■ **INPUT FOR THIS TASK**
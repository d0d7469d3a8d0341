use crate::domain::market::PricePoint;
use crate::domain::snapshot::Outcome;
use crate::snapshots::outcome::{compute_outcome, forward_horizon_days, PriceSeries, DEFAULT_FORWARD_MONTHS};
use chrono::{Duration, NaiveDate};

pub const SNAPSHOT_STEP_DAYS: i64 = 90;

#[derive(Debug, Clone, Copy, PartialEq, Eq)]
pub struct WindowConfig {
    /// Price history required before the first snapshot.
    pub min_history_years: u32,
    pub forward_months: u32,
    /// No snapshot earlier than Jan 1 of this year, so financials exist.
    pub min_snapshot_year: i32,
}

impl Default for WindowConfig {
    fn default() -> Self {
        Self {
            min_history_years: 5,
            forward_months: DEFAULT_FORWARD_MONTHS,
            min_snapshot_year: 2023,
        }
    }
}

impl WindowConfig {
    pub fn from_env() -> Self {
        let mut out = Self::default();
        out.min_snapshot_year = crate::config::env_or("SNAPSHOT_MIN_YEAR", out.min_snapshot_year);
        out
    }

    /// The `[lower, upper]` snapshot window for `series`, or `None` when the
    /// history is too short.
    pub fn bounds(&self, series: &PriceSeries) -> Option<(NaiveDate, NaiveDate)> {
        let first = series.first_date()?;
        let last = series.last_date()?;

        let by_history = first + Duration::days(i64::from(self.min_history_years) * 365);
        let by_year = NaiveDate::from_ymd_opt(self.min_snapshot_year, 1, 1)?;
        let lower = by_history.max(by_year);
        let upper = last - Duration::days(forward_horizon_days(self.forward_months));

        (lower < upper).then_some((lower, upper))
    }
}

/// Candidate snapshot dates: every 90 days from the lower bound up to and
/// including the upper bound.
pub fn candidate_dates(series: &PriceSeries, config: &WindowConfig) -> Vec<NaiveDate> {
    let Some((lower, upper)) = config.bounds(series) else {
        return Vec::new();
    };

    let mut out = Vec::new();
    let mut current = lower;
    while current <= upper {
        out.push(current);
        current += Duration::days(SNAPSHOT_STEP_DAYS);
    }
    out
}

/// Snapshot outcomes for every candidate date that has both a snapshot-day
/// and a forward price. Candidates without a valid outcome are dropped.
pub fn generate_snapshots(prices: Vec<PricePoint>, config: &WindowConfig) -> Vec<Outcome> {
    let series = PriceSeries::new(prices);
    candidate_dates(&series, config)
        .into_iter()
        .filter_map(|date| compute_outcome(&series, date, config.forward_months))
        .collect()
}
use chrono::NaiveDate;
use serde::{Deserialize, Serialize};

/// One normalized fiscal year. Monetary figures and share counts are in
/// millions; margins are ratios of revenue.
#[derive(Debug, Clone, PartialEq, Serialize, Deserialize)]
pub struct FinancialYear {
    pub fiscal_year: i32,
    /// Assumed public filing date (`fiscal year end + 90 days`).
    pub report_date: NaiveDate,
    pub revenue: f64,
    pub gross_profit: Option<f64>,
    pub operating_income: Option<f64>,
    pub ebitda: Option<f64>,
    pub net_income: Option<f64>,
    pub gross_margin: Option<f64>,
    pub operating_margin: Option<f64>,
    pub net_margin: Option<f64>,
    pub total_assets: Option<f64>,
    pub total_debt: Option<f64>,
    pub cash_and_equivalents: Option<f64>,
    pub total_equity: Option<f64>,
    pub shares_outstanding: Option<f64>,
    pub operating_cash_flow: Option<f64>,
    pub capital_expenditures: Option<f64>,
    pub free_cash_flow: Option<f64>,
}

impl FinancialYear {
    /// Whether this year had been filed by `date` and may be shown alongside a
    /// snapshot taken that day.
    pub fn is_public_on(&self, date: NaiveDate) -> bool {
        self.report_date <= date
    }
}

■ **YOUR ASSIGNMENT**
Transcribe all of the material above with complete accuracy.

■ **COMPLETED EXERCISE**
repository d0d7469d3a8d0341
use crate::domain::market::PricePoint;
use crate::domain::snapshot::Outcome;
use crate::snapshots::outcome::{compute_outcome, forward_horizon_days, PriceSeries, DEFAULT_FORWARD_MONTHS};
use chrono::{Duration, NaiveDate};

pub const SNAPSHOT_STEP_DAYS: i64 = 90;

#[derive(Debug, Clone, Copy, PartialEq, Eq)]
pub struct WindowConfig {
    /// Price history required before the first snapshot.
    pub min_history_years: u32,
    pub forward_months: u32,
    /// No snapshot earlier than Jan 1 of this year, so financials exist.
    pub min_snapshot_year: i32,
}

impl Default for WindowConfig {
    fn default() -> Self {
        Self {
            min_history_years: 5,
            forward_months: DEFAULT_FORWARD_MONTHS,
            min_snapshot_year: 2023,
        }
    }
}

impl WindowConfig {
    pub fn from_env() -> Self {
        let mut out = Self::default();
        out.min_snapshot_year = crate::config::env_or("SNAPSHOT_MIN_YEAR", out.min_snapshot_year);
        out
    }

    /// The `[lower, upper]` snapshot window for `series`, or `None` when the
    /// history is too short.
    pub fn bounds(&self, series: &PriceSeries) -> Option<(NaiveDate, NaiveDate)> {
        let first = series.first_date()?;
        let last = series.last_date()?;

        let by_history = first + Duration::days(i64::from(self.min_history_years) * 365);
        let by_year = NaiveDate::from_ymd_opt(self.min_snapshot_year, 1, 1)?;
        let lower = by_history.max(by_year);
        let upper = last - Duration::days(forward_horizon_days(self.forward_months));

        (lower < upper).then_some((lower, upper))
    }
}

/// Candidate snapshot dates: every 90 days from the lower bound up to and
/// including the upper bound.
pub fn candidate_dates(series: &PriceSeries, config: &WindowConfig) -> Vec<NaiveDate> {
    let Some((lower, upper)) = config.bounds(series) else {
        return Vec::new();
    };

    let mut out = Vec::new();
    let mut current = lower;
    while current <= upper {
        out.push(current);
        current += Duration::days(SNAPSHOT_STEP_DAYS);
    }
    out
}

/// Snapshot outcomes for every candidate date that has both a snapshot-day
/// and a forward price. Candidates without a valid outcome are dropped.
pub fn generate_snapshots(prices: Vec<PricePoint>, config: &WindowConfig) -> Vec<Outcome> {
    let series = PriceSeries::new(prices);
    candidate_dates(&series, config)
        .into_iter()
        .filter_map(|date| compute_outcome(&series, date, config.forward_months))
        .collect()
}
use chrono::NaiveDate;
use serde::{Deserialize, Serialize};

/// One normalized fiscal year. Monetary figures and share counts are in
/// millions; margins are ratios of revenue.
#[derive(Debug, Clone, PartialEq, Serialize, Deserialize)]
pub struct FinancialYear {
    pub fiscal_year: i32,
    /// Assumed public filing date (`fiscal year end + 90 days`).
    pub report_date: NaiveDate,
    pub revenue: f64,
    pub gross_profit: Option<f64>,
    pub operating_income: Option<f64>,
    pub ebitda: Option<f64>,
    pub net_income: Option<f64>,
    pub gross_margin: Option<f64>,
    pub operating_margin: Option<f64>,
    pub net_margin: Option<f64>,
    pub total_assets: Option<f64>,
    pub total_debt: Option<f64>,
    pub cash_and_equivalents: Option<f64>,
    pub total_equity: Option<f64>,
    pub shares_outstanding: Option<f64>,
    pub operating_cash_flow: Option<f64>,
    pub capital_expenditures: Option<f64>,
    pub free_cash_flow: Option<f64>,
}

impl FinancialYear {
    /// Whether this year had been filed by `date` and may be shown alongside a
    /// snapshot taken that day.
    pub fn is_public_on(&self, date: NaiveDate) -> bool {
        self.report_date <= date
    }
}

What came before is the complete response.